◆ Exercise directions: All of the entries below are to be copied word for word.

◆ Dataset extract:
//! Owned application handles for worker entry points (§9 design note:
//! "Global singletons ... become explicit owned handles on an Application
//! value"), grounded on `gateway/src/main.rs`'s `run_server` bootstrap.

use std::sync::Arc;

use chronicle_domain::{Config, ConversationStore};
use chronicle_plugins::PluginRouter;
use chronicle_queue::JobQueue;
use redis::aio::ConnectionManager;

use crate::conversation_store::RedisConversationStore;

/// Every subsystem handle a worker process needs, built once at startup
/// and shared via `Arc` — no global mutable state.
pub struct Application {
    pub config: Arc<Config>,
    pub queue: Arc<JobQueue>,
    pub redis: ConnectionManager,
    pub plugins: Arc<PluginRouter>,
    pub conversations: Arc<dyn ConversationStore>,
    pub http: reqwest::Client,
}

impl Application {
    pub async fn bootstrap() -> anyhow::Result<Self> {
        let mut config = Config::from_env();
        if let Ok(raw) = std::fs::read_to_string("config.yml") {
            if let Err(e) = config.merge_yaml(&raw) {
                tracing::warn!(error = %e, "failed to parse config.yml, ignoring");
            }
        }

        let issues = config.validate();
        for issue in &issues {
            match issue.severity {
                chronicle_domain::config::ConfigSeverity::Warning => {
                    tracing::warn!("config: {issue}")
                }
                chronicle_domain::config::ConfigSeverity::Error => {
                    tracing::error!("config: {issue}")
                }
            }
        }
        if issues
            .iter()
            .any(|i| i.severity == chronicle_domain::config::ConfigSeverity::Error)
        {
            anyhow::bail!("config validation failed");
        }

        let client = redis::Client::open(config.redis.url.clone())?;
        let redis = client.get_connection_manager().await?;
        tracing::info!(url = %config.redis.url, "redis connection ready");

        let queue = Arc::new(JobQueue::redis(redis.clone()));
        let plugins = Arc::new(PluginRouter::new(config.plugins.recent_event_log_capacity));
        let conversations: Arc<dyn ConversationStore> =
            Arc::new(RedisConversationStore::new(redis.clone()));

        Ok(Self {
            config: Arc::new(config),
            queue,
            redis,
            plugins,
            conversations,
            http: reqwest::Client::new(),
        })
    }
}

◆ Answer to the problem:
//! Owned application handles for worker entry points (§9 design note:
//! "Global singletons ... become explicit owned handles on an Application
//! value"), grounded on `gateway/src/main.rs`'s `run_server` bootstrap.

use std::sync::Arc;

use chronicle_domain::{Config, ConversationStore};
use chronicle_plugins::PluginRouter;
use chronicle_queue::JobQueue;
use redis::aio::ConnectionManager;

use crate::conversation_store::RedisConversationStore;

/// Every subsystem handle a worker process needs, built once at startup
/// and shared via `Arc` — no global mutable state.
pub struct Application {
    pub config: Arc<Config>,
    pub queue: Arc<JobQueue>,
    pub redis: ConnectionManager,
    pub plugins: Arc<PluginRouter>,
    pub conversations: Arc<dyn ConversationStore>,
    pub http: reqwest::Client,
}

impl Application {
    pub async fn bootstrap() -> anyhow::Result<Self> {
        let mut config = Config::from_env();
        if let Ok(raw) = std::fs::read_to_string("config.yml") {
            if let Err(e) = config.merge_yaml(&raw) {
                tracing::warn!(error = %e, "failed to parse config.yml, ignoring");
            }
        }

        let issues = config.validate();
        for issue in &issues {
            match issue.severity {
                chronicle_domain::config::ConfigSeverity::Warning => {
                    tracing::warn!("config: {issue}")
                }
                chronicle_domain::config::ConfigSeverity::Error => {
                    tracing::error!("config: {issue}")
                }
            }
        }
        if issues
            .iter()
            .any(|i| i.severity == chronicle_domain::config::ConfigSeverity::Error)
        {
            anyhow::bail!("config validation failed");
        }

        let client = redis::Client::open(config.redis.url.clone())?;
        let redis = client.get_connection_manager().await?;
        tracing::info!(url = %config.redis.url, "redis connection ready");

        let queue = Arc::new(JobQueue::redis(redis.clone()));
        let plugins = Arc::new(PluginRouter::new(config.plugins.recent_event_log_capacity));
        let conversations: Arc<dyn ConversationStore> =
            Arc::new(RedisConversationStore::new(redis.clone()));

        Ok(Self {
            config: Arc::new(config),
            queue,
            redis,
            plugins,
            conversations,
            http: reqwest::Client::new(),
        })
    }
}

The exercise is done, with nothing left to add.